For the browser, it seems to be similar to ZK except that it runs as an Applet, whereas a ZK application can be developed as a bunch of XML files (.zul) with Java code on the server side, as pure Java code using a Richlet, or a combination ot both, without the need for using an applet. Is there any other major difference between your framework and ZK, which apparently is much farther along and has a wide following?
Submitted by gkbrown on Mon, 2009-04-20 07:58.
You hit the nail on the head: "it seems to be similar to ZK except that it runs as an Applet". Pivot (like Swing and JavaFX) runs in a JVM, with all the benefits that entails.
Submitted by varan on Mon, 2009-04-20 11:53.
I have developed a fairly complex, currently live, application using ZK, and so I do not see the downside of it not being an applet. Could you elaborate?
Submitted by tvolkert on Tue, 2009-04-21 10:37.
ZK seems similar in philosophy to GWT - write in Java, but deploy to JavaScript.
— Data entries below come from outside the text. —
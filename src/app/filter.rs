use crate::app::models::{Priority, Task};

// Marker that flags a task as due today.
pub const DUE_MARKER: &str = "Due";

// Named predicate selecting the visible tasks. Cycles forward, wrapping
// back to `All` after `DueToday`.
#[derive(Debug, Clone, Copy, PartialEq, Eq, Hash, Default)]
pub enum TaskFilter {
    #[default]
    All,
    Pending,
    Completed,
    HighPriority,
    DueToday,
}

impl TaskFilter {
    pub const CYCLE: [TaskFilter; 5] = [
        TaskFilter::All,
        TaskFilter::Pending,
        TaskFilter::Completed,
        TaskFilter::HighPriority,
        TaskFilter::DueToday,
    ];

    pub fn next(self) -> TaskFilter {
        let index = TaskFilter::CYCLE
            .iter()
            .position(|filter| *filter == self)
            .unwrap_or(0);
        TaskFilter::CYCLE[(index + 1) % TaskFilter::CYCLE.len()]
    }

    pub fn key(self) -> &'static str {
        match self {
            TaskFilter::All => "all",
            TaskFilter::Pending => "pending",
            TaskFilter::Completed => "completed",
            TaskFilter::HighPriority => "high",
            TaskFilter::DueToday => "today",
        }
    }

    pub fn matches(self, task: &Task) -> bool {
        match self {
            TaskFilter::All => true,
            TaskFilter::Pending => !task.completed,
            TaskFilter::Completed => task.completed,
            TaskFilter::HighPriority => task.priority == Priority::High,
            TaskFilter::DueToday => task.due_time.contains(DUE_MARKER),
        }
    }

    // Tasks matching this filter, in their original order.
    pub fn apply<'a>(self, tasks: &'a [Task]) -> Vec<&'a Task> {
        tasks.iter().filter(|task| self.matches(task)).collect()
    }
}
// Terminal task board: an in-memory task store seeded from a JSON document,
// a controller that derives filtered views and weekly summaries from it, and
// a ratatui front end.

pub mod app;
pub mod config;
pub mod logging;
//! Trip lookup pipeline.
//!
//! Runs one lookup end to end: fetch the raw response, reject it if it may
//! be truncated, cut out the JSON body, parse it, and extract the domain
//! model. Every failure is terminal; no partial itinerary is ever returned.

use serde_json::Value;
use tracing::{debug, info, trace};

use crate::domain::Itinerary;
use crate::travelplanner::{
    ConversionError, NoJson, TransportError, TripSource, extract_itinerary, isolate,
};

/// Errors from a trip lookup.
#[derive(Debug, thiserror::Error)]
pub enum LookupError {
    /// Connecting, sending or receiving failed
    #[error(transparent)]
    Transport(#[from] TransportError),

    /// The response filled the whole buffer, so its end may be missing
    #[error("response filled the {capacity}-byte buffer and may be truncated")]
    Truncated { capacity: usize },

    /// No `{ ... }` span in the response
    #[error(transparent)]
    NoJson(#[from] NoJson),

    /// The isolated span is not valid JSON
    #[error("response body is not valid JSON: {0}")]
    InvalidJson(#[from] serde_json::Error),

    /// Valid JSON without the expected trip structure
    #[error("malformed response: {0}")]
    MalformedResponse(#[from] ConversionError),
}

/// Looks up trips through any [`TripSource`].
#[derive(Debug, Clone)]
pub struct TripLookup<S> {
    source: S,
}

impl<S: TripSource> TripLookup<S> {
    /// Create a lookup over the given source.
    pub fn new(source: S) -> Self {
        Self { source }
    }

    /// Look up all trips from `origin` to `destination`.
    pub async fn lookup(&self, origin: &str, destination: &str) -> Result<Itinerary, LookupError> {
        let response = self.source.fetch(origin, destination).await?;
        if let Some(status) = response.status_line() {
            debug!(status, "response status");
        }

        if response.is_truncated() {
            return Err(LookupError::Truncated {
                capacity: response.capacity(),
            });
        }

        let itinerary = parse_itinerary(response.as_bytes())?;
        info!(origin, destination, trips = itinerary.len(), "trip lookup complete");
        Ok(itinerary)
    }
}

/// Extract an itinerary from a complete raw HTTP response.
pub fn parse_itinerary(response: &[u8]) -> Result<Itinerary, LookupError> {
    let json = isolate(response)?;
    trace!(
        json_len = json.len(),
        skipped = response.len() - json.len(),
        "isolated JSON body"
    );

    let tree: Value = serde_json::from_slice(json)?;
    Ok(extract_itinerary(&tree)?)
}

#[cfg(test)]
mod tests {
    use super::*;
    use crate::travelplanner::{MockTravelPlanner, TravelPlannerClient, TravelPlannerConfig};

    use tokio::io::{AsyncReadExt, AsyncWriteExt};
    use tokio::net::TcpListener;

    const SINGLE_TRIP: &str = r#"{"TripList":{"Trip":{"dur":"23","LegList":{"Leg":{"name":"Bus 176","Origin":{"name":"Duvbo","time":"10:00"},"Destination":{"name":"Universitetet","time":"10:23"}}}}}}"#;

    fn http_response(body: &str) -> Vec<u8> {
        format!(
            "HTTP/1.1 200 OK\r\nContent-Type: application/json;charset=UTF-8\r\nContent-Length: {}\r\nConnection: close\r\n\r\n{}",
            body.len(),
            body
        )
        .into_bytes()
    }

    #[test]
    fn parse_single_trip_response() {
        let itinerary = parse_itinerary(&http_response(SINGLE_TRIP)).unwrap();

        assert_eq!(itinerary.len(), 1);
        let trip = &itinerary.trips()[0];
        assert_eq!(trip.duration(), "23");
        assert_eq!(trip.edges()[0].kind(), "Bus 176");
        assert_eq!(trip.departure().name(), "Duvbo");
        assert_eq!(trip.arrival().time(), "10:23");
    }

    #[test]
    fn error_page_has_no_json() {
        let response = b"HTTP/1.1 503 Service Unavailable\r\nContent-Type: text/plain\r\n\r\nTry again later\r\n";

        let err = parse_itinerary(response).unwrap_err();
        assert!(matches!(err, LookupError::NoJson(NoJson)));
    }

    #[test]
    fn cut_body_is_invalid_json() {
        // A closing brace survives but the document is incomplete
        let response = http_response(r#"{"TripList":{"Trip":{"dur":"23"}"#);

        let err = parse_itinerary(&response).unwrap_err();
        assert!(matches!(err, LookupError::InvalidJson(_)));
    }

    #[test]
    fn api_error_body_is_malformed() {
        let response = http_response(r#"{"StatusCode":1002,"Message":"Key is invalid"}"#);

        let err = parse_itinerary(&response).unwrap_err();
        match err {
            LookupError::MalformedResponse(ConversionError::MissingField(path)) => {
                assert_eq!(path, "TripList");
            }
            other => panic!("expected malformed response, got {other:?}"),
        }
    }

    #[test]
    fn error_display() {
        let err = LookupError::Truncated { capacity: 200_000 };
        assert_eq!(
            err.to_string(),
            "response filled the 200000-byte buffer and may be truncated"
        );

        let err = LookupError::NoJson(NoJson);
        assert_eq!(err.to_string(), "no JSON object found in response");

        let err = LookupError::MalformedResponse(ConversionError::MissingField(
            "TripList.Trip[0].dur".into(),
        ));
        assert_eq!(
            err.to_string(),
            "malformed response: missing required field: TripList.Trip[0].dur"
        );
    }

    #[tokio::test]
    async fn lookup_captured_response() {
        let mock = MockTravelPlanner::new("data/captured", 200_000).unwrap();
        let itinerary = TripLookup::new(mock)
            .lookup("Duvbo", "Universitetet")
            .await
            .unwrap();

        assert_eq!(itinerary.len(), 2);

        let direct = &itinerary.trips()[0];
        assert_eq!(direct.duration(), "23");
        assert_eq!(direct.edges().len(), 1);
        assert_eq!(direct.edges()[0].kind(), "buss 176");

        let with_change = &itinerary.trips()[1];
        assert_eq!(with_change.duration(), "31");
        let kinds: Vec<_> = with_change.edges().iter().map(|e| e.kind()).collect();
        assert_eq!(kinds, ["Gång", "pendeltåg 43", "buss 50"]);
        assert_eq!(with_change.departure().name(), "Duvbo");
        assert_eq!(with_change.arrival().name(), "Universitetet");
        assert_eq!(with_change.arrival().time(), "10:35");
    }

    #[tokio::test]
    async fn truncated_response_is_rejected() {
        let response = http_response(SINGLE_TRIP);
        let capacity = response.len() - 5;
        let mock = MockTravelPlanner::with_response("Duvbo", "Universitetet", response, capacity);

        let err = TripLookup::new(mock)
            .lookup("Duvbo", "Universitetet")
            .await
            .unwrap_err();
        assert!(matches!(err, LookupError::Truncated { capacity: c } if c == capacity));
    }

    #[tokio::test]
    async fn response_exactly_at_capacity_is_rejected() {
        let response = http_response(SINGLE_TRIP);
        let capacity = response.len();
        let mock = MockTravelPlanner::with_response("A", "B", response, capacity);

        let err = TripLookup::new(mock).lookup("A", "B").await.unwrap_err();
        assert!(matches!(err, LookupError::Truncated { .. }));
    }

    #[tokio::test]
    async fn unknown_route_is_transport_error() {
        let mock = MockTravelPlanner::with_response("A", "B", http_response(SINGLE_TRIP), 10_000);

        let err = TripLookup::new(mock).lookup("B", "A").await.unwrap_err();
        assert!(matches!(err, LookupError::Transport(TransportError::Replay { .. })));
    }

    #[tokio::test]
    async fn connection_reset_mid_body_is_transport_error() {
        let listener = TcpListener::bind("127.0.0.1:0").await.unwrap();
        let port = listener.local_addr().unwrap().port();

        tokio::spawn(async move {
            let (mut socket, _) = listener.accept().await.unwrap();
            let mut request = Vec::new();
            let mut buf = [0u8; 1024];
            while !request.ends_with(b"\r\n\r\n") {
                let n = socket.read(&mut buf).await.unwrap();
                if n == 0 {
                    break;
                }
                request.extend_from_slice(&buf[..n]);
            }
            // Enough for the brace scan to find a span, then an RST
            socket
                .write_all(b"HTTP/1.1 200 OK\r\n\r\n{\"TripList\":{\"Trip\":{}}")
                .await
                .unwrap();
            socket.flush().await.unwrap();
            #[allow(deprecated)]
            socket.set_linger(Some(std::time::Duration::ZERO)).unwrap();
            drop(socket);
        });

        let config = TravelPlannerConfig::new("test-key")
            .with_host("127.0.0.1")
            .with_port(port)
            .with_timeout(5);
        let err = TripLookup::new(TravelPlannerClient::new(config))
            .lookup("Duvbo", "Universitetet")
            .await
            .unwrap_err();

        match err {
            LookupError::Transport(TransportError::Receive { source, .. }) => {
                assert_eq!(source.kind(), std::io::ErrorKind::ConnectionReset);
            }
            other => panic!("expected transport failure, got {other:?}"),
        }
    }

    #[tokio::test]
    async fn lookup_over_socket() {
        let listener = TcpListener::bind("127.0.0.1:0").await.unwrap();
        let port = listener.local_addr().unwrap().port();
        let body = r#"{"TripList":{"Trip":[{"dur":"23","LegList":{"Leg":{"name":"Bus 176","Origin":{"name":"Duvbo","time":"10:00"},"Destination":{"name":"Universitetet","time":"10:23"}}}},{"dur":"31","LegList":{"Leg":[{"name":"Pendeltåg 43","Origin":{"name":"Duvbo","time":"10:02"},"Destination":{"name":"Karlberg","time":"10:12"}},{"name":"Buss 50","Origin":{"name":"Karlberg","time":"10:15"},"Destination":{"name":"Universitetet","time":"10:33"}}]}}]}}"#;
        let response = http_response(body);

        let server = tokio::spawn(async move {
            let (mut socket, _) = listener.accept().await.unwrap();
            let mut request = Vec::new();
            let mut buf = [0u8; 1024];
            while !request.ends_with(b"\r\n\r\n") {
                let n = socket.read(&mut buf).await.unwrap();
                if n == 0 {
                    break;
                }
                request.extend_from_slice(&buf[..n]);
            }
            socket.write_all(&response).await.unwrap();
            socket.shutdown().await.unwrap();
            String::from_utf8(request).unwrap()
        });

        let config = TravelPlannerConfig::new("test-key")
            .with_host("127.0.0.1")
            .with_port(port)
            .with_timeout(5);
        let lookup = TripLookup::new(TravelPlannerClient::new(config));
        let itinerary = lookup.lookup("Duvbo", "Universitetet").await.unwrap();

        assert_eq!(itinerary.len(), 2);
        assert_eq!(itinerary.trips()[0].edges().len(), 1);
        assert_eq!(itinerary.trips()[1].edges().len(), 2);
        assert_eq!(itinerary.trips()[1].edges()[0].kind(), "Pendeltåg 43");
        assert_eq!(itinerary.trips()[1].edges()[1].kind(), "Buss 50");

        let request = server.await.unwrap();
        assert!(request.starts_with(&format!(
            "GET http://127.0.0.1:{port}/api2/travelplannerv2/trip.json?key=test-key&originId=Duvbo&destId=Universitetet HTTP/1.1\r\n"
        )));
        assert!(request.contains("\r\nConnection: close\r\n"));
    }
}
The quick answer as to why this is limiting is that you're deploying to JavaScript ;-) This means that you will have scalability issues (I've yet to see a JavaScript deployment of a 100,000 row table that works nicely) and be held back by the lack of a true 2D API (see http://cwiki.apache.org/PIVOT/decorator-demo.html). You also don't really have the full power of Java at your desposal -- what if you want to write a client that uses the Jabber API to communicate in a way not supported by the old XHR (see http://cwiki.apache.org/PIVOT/google-contacts-demo.html).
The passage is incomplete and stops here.